Comparing models in theory
Deciding which variables to include in a model is a subset of the larger question: How do we decide which model, out of the set of possible models, to choose?
Exercise 1
Consider the first model which seeks to explain the attitudes towards immigration among Boston commuters, using political ideology (liberal) as the explantory variable. Run the brm() command. Use the arguments formula = att_end ~ liberal, data = trains, family = gaussian(), silent = 2, refresh = 0, seed = 12. Assign the result to an object called fit_liberal.
fit_liberal <- brm(... = att_end ~ liberal, data = ..., ... = gaussian(), silent = ..., ... = 0, seed = ...)

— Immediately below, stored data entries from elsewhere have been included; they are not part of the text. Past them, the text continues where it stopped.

// ============================================================================
// Tests
// ============================================================================

#[cfg(test)]
mod tests {
    use super::*;

    fn sample_record() -> WeatherRecord {
        WeatherRecord {
            city: "Testville".to_string(),
            timestamp_utc: "2023-11-14 22:13:20".to_string(),
            temperature_celsius: 20.0,
            temperature_fahrenheit: 68.0,
            humidity_percent: 50.0,
            wind_speed_ms: 3.5,
            weather_description: "clear sky".to_string(),
        }
    }

    #[test]
    fn test_artifact_file_name_embeds_sortable_timestamp() {
        let t1 = DateTime::from_timestamp(1_700_000_000, 0).unwrap();
        let t2 = DateTime::from_timestamp(1_700_000_001, 0).unwrap();
        let n1 = artifact_file_name(t1);
        let n2 = artifact_file_name(t2);
        assert_eq!(n1, "processed_weather_data_20231114_221320.csv");
        assert!(n1 < n2);
    }

    #[test]
    fn test_artifact_round_trip() {
        let records = vec![sample_record()];
        let bytes = encode_artifact(&records).unwrap();
        let text = String::from_utf8(bytes.clone()).unwrap();
        assert!(text.starts_with(
            "city,timestamp_utc,temperature_celsius,temperature_fahrenheit,\
             humidity_percent,wind_speed_ms,weather_description"
        ));
        assert_eq!(decode_artifact(&bytes).unwrap(), records);
    }

    #[test]
    fn test_fs_latest_artifact_picks_greatest_timestamp() {
        let dir = tempfile::tempdir().unwrap();
        let store = FsStagingStore::new(dir.path());
        store.ensure_processed_zone().unwrap();

        // Created out of order on disk; name order must still win.
        for name in [
            "processed_weather_data_20240105_120000.csv",
            "processed_weather_data_20240301_000000.csv",
            "processed_weather_data_20240102_090000.csv",
        ] {
            fs::write(store.processed_dir().join(name), "city\n").unwrap();
        }
        // Non-matching files are ignored.
        fs::write(store.processed_dir().join("notes.txt"), "x").unwrap();
        fs::write(
            store
                .processed_dir()
                .join("processed_weather_data_20990101_000000.csv.tmp"),
            "x",
        )
        .unwrap();

        let latest = store.latest_artifact().unwrap();
        assert_eq!(latest.name, "processed_weather_data_20240301_000000.csv");
    }

    #[test]
    fn test_fs_latest_artifact_empty_zone_is_hard_failure() {
        let dir = tempfile::tempdir().unwrap();
        let store = FsStagingStore::new(dir.path());
        store.ensure_processed_zone().unwrap();
        assert!(matches!(
            store.latest_artifact(),
            Err(EtlError::NoArtifact(_))
        ));
    }

    #[test]
    fn test_fs_list_raw_missing_zone() {
        let dir = tempfile::tempdir().unwrap();
        let store = FsStagingStore::new(dir.path());
        assert!(matches!(
            store.list_raw(),
            Err(EtlError::RawZoneMissing(_))
        ));
    }

    #[test]
    fn test_fs_list_raw_filters_and_sorts() {
        let dir = tempfile::tempdir().unwrap();
        let store = FsStagingStore::new(dir.path());
        store.write_raw("b.json", "{}").unwrap();
        store.write_raw("a.json", "{}").unwrap();
        fs::write(store.raw_dir().join("ignore.txt"), "x").unwrap();

        let names: Vec<_> = store
            .list_raw()
            .unwrap()
            .into_iter()
            .map(|h| h.name)
            .collect();
        assert_eq!(names, vec!["a.json", "b.json"]);
    }

    #[test]
    fn test_fs_write_artifact_leaves_no_temporary() {
        let dir = tempfile::tempdir().unwrap();
        let store = FsStagingStore::new(dir.path());
        let handle = store.write_artifact(&[sample_record()]).unwrap();

        let names = fs::read_dir(store.processed_dir())
            .unwrap()
            .map(|e| e.unwrap().file_name().to_string_lossy().into_owned())
            .collect::<Vec<_>>();
        assert_eq!(names, vec![handle.name.clone()]);

        let rows = store.read_artifact(&handle).unwrap();
        assert_eq!(rows, vec![sample_record()]);
    }

    #[test]
    fn test_mem_store_latest_wins_across_writes() {
        let store = MemStagingStore::new();
        let first = store.write_artifact(&[sample_record()]).unwrap();
        let second = store.write_artifact(&[]).unwrap();
        let third = store.write_artifact(&[sample_record()]).unwrap();

        assert!(first.name < second.name && second.name < third.name);
        assert_eq!(store.latest_artifact().unwrap(), third);
    }

    #[test]
    fn test_mem_store_mirrors_raw_zone_semantics() {
        let store = MemStagingStore::new();
        assert!(matches!(
            store.list_raw(),
            Err(EtlError::RawZoneMissing(_))
        ));

        store.create_raw_zone();
        assert!(store.list_raw().unwrap().is_empty());

        store.write_raw("one.json", "{}").unwrap();
        assert_eq!(store.list_raw().unwrap().len(), 1);
    }
}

A better model not only makes better predictions on the current data set but also makes better prediction on the new data. For instance, if we were to predict how someone’s attitude changes toward immigration among Boston commuters based on political affiliation, we would want to go out and test our theories on new Boston commuters.
Exercise 2
Run fixef() on fit_liberal and hit "Run Code".
fixef(...)
fixef(fit_liberal)
The magnitude between liberalTRUE and att_end is negative, which makes sense. People who are liberal have more liberal attitudes about immigration, so we would expect their att_end scores to be lower.
Exercise 3
Consider another model which seeks to explain the attitudes towards immigration among Boston commuters, using att_start as the explanatory variable. Run the brm() command. Use the arguments formula = att_end ~ att_start, data = trains, family = gaussian(), silent = 2, refresh = 0, seed = 37. Assign the result to an object called fit_att_start.
... <- brm(... = att_end ~ att_start, data = ..., ... = gaussian(), silent = ..., ... = 0, seed = ...)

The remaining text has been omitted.